The present embodiments of the invention relate to the field of computer systems. In particular, the present embodiments relate to a method and apparatus for splitting a cache operation into multiple phases and multiple clock domains.
Caches are commonly used to temporarily store values that might be repeatedly accessed by a processor, in order to speed up processing by avoiding the longer operation of loading the values from main memory such as random access memory (RAM).
An exemplary cache line (block) includes an address-tag field, a state-bit field, an inclusivity-bit field, and a data field for storing the actual instruction or data. The state-bit field and inclusivity-bit field are used to maintain cache coherency in a multiprocessor computer system. The address tag is a subset of the full address of the corresponding memory block. A compare match of an incoming effective address with one of the tags within the address-tag field indicates a cache “hit.” The collection of all of the address tags in a cache (and sometimes the state-bit and inclusivity-bit fields) is referred to as a directory, and the collection of all of the value fields is the cache entry array.
When all of the blocks in a set for a given cache are full and that cache receives a request, with a different tag address, whether a “read” or “write,” to a memory location that maps into the full set, the cache must “evict” one of the blocks currently in the set. The cache chooses a block to be evicted by one of a number of means known to those skilled in the art (least recently used (LRU), random, pseudo-LRU, etc.).
A general-purpose cache receives memory requests from various entities including input/output (I/O) devices, a central processing unit (CPU), graphics processors and similar devices. These entities are continuously making memory accesses, often for the same data. For example, an entity may request data from system memory, and a cache miss occurs. The cache requests the data, from system memory, but before the data is received, another request for the same data is received by the cache, resulting in another cache miss, even though the requested data is on its way. Present caches such as that described above, only provide for tag components such as address, status, and cache data to be updated and used in the same clock domain.
The present embodiments of the invention will be understood and appreciated more fully from the following detailed description taken in conjunction with the drawings in which:
A method and apparatus for splitting a cache operation in to multiple phases and multiple clock domains are disclosed. The method according to the present techniques comprises splitting a cache operation into two or more phases and two or more clock domains.

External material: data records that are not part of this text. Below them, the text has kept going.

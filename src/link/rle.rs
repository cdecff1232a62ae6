//! Run-length codec for 1-bit tile bitmaps.
//!
//! The phone compresses tiles as a flat sequence of `(count, value)` byte
//! pairs. E-paper map tiles are mostly long white or black runs, so this
//! beats DEFLATE on both ratio and decoder RAM.
//!
//! ```text
//! [count u8][value u8] [count u8][value u8] ...
//! ```

use core::fmt;

use log::warn;

#[derive(Debug, Clone, Copy, PartialEq, Eq)]
pub enum RleError {
    /// Source ends in the middle of a `(count, value)` pair.
    Truncated,
    /// Decoded output would not fit the destination.
    Overflow,
    /// No memory for the output buffer.
    NoMemory,
}

impl fmt::Display for RleError {
    fn fmt(&self, f: &mut fmt::Formatter<'_>) -> fmt::Result {
        match self {
            Self::Truncated => write!(f, "source truncated mid-pair"),
            Self::Overflow => write!(f, "output exceeds capacity"),
            Self::NoMemory => write!(f, "no memory for output"),
        }
    }
}

/// Decode `src` into `dst`, returning the number of bytes written.
///
/// A run that would cross the end of `dst` is rejected before any of it is
/// written, so nothing past capacity is ever touched.
pub fn decode(src: &[u8], dst: &mut [u8]) -> Result<usize, RleError> {
    if src.len() % 2 != 0 {
        return Err(RleError::Truncated);
    }

    let mut written = 0;
    for pair in src.chunks_exact(2) {
        let count = pair[0] as usize;
        let value = pair[1];
        let end = written + count;
        if end > dst.len() {
            return Err(RleError::Overflow);
        }
        dst[written..end].fill(value);
        written = end;
    }
    Ok(written)
}

/// Decode into a freshly allocated buffer of at most `capacity` bytes.
pub fn decode_to_vec(src: &[u8], capacity: usize) -> Result<Vec<u8>, RleError> {
    let mut out = Vec::new();
    if out.try_reserve_exact(capacity).is_err() {
        warn!("rle: cannot reserve {} bytes", capacity);
        return Err(RleError::NoMemory);
    }
    out.resize(capacity, 0);
    let n = decode(src, &mut out)?;
    out.truncate(n);
    Ok(out)
}

/// Encode `src` as `(count, value)` pairs, splitting runs longer than 255.
pub fn encode(src: &[u8]) -> Vec<u8> {
    let mut out = Vec::new();
    let mut iter = src.iter().copied().peekable();
    while let Some(value) = iter.next() {
        let mut count: u8 = 1;
        while count < u8::MAX && iter.peek() == Some(&value) {
            iter.next();
            count += 1;
        }
        out.push(count);
        out.push(value);
    }
    out
}

// ── Tests ────────────────────────────────────────────────────
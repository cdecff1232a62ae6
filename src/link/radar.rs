//! Rain radar frame (one 5068-byte struct).
//!
//! ```text
//! hasError(1) frameOffsetSteps(i8) stepMinutes(1) totalFrames(1)
//! errorMessage[64]   ◀── timing block in bytes 0..4 when hasError == 0
//! image[5000]        200×200, 1 bit per pixel
//! ```
//!
//! The timing block's `baseMinutes` is little-endian, unlike every other
//! field on the link. Older phone builds leave the block zeroed, so it is
//! only trusted when the magic byte matches.

use super::reassembler::FixedRecord;
use super::wire::{fixed_str, le_u16};

pub const RADAR_WIDTH: usize = 200;
pub const RADAR_HEIGHT: usize = 200;
pub const RADAR_IMAGE_LEN: usize = RADAR_WIDTH * RADAR_HEIGHT / 8;
pub const RADAR_LEN: usize = 4 + 64 + RADAR_IMAGE_LEN;

pub const TIMING_MAGIC: u8 = 0xA5;
const MINUTES_PER_DAY: u16 = 24 * 60;

#[derive(Debug, Clone, Copy, PartialEq, Eq)]
pub struct RadarTiming {
    /// Local time of frame 0, minutes after midnight.
    pub base_minutes: u16,
    pub nowcast_step: u8,
}

#[derive(Debug, Clone, PartialEq, Eq)]
pub struct RadarFrame {
    pub error: Option<heapless::String<64>>,
    /// Position of this frame relative to "now", in steps.
    pub frame_offset: i8,
    pub step_minutes: u8,
    pub total_frames: u8,
    pub timing: Option<RadarTiming>,
    pub image: Vec<u8>,
}

impl RadarFrame {
    /// Minutes after midnight this frame shows, when timing is known.
    pub fn frame_minutes(&self) -> Option<u16> {
        let t = self.timing?;
        let offset = i32::from(self.frame_offset) * i32::from(self.step_minutes);
        let m = (i32::from(t.base_minutes) + offset).rem_euclid(i32::from(MINUTES_PER_DAY));
        Some(m as u16)
    }
}

fn parse_timing(block: &[u8]) -> Option<RadarTiming> {
    let base_minutes = le_u16(block, 0);
    (block[2] == TIMING_MAGIC && base_minutes < MINUTES_PER_DAY).then_some(RadarTiming {
        base_minutes,
        nowcast_step: block[3],
    })
}

impl FixedRecord for RadarFrame {
    const NAME: &'static str = "radar";
    const LEN: usize = RADAR_LEN;

    fn precheck(first: u8) -> bool {
        first <= 1
    }

    fn parse(raw: &[u8]) -> Self {
        let has_error = raw[0] != 0;
        let message = &raw[4..68];
        Self {
            error: has_error.then(|| fixed_str(message)),
            frame_offset: raw[1] as i8,
            step_minutes: raw[2],
            total_frames: raw[3],
            timing: if has_error { None } else { parse_timing(message) },
            image: raw[68..].to_vec(),
        }
    }
}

In the following description, for purposes of explanation, specific nomenclature is set forth to provide a thorough understanding of the present invention. However, it will be apparent to one skilled in the art that these specific details are not required in order to practice the present invention. For example, the present invention has been described with reference to documentary data. However, the same techniques can easily be applied to other types of data such as voice and video.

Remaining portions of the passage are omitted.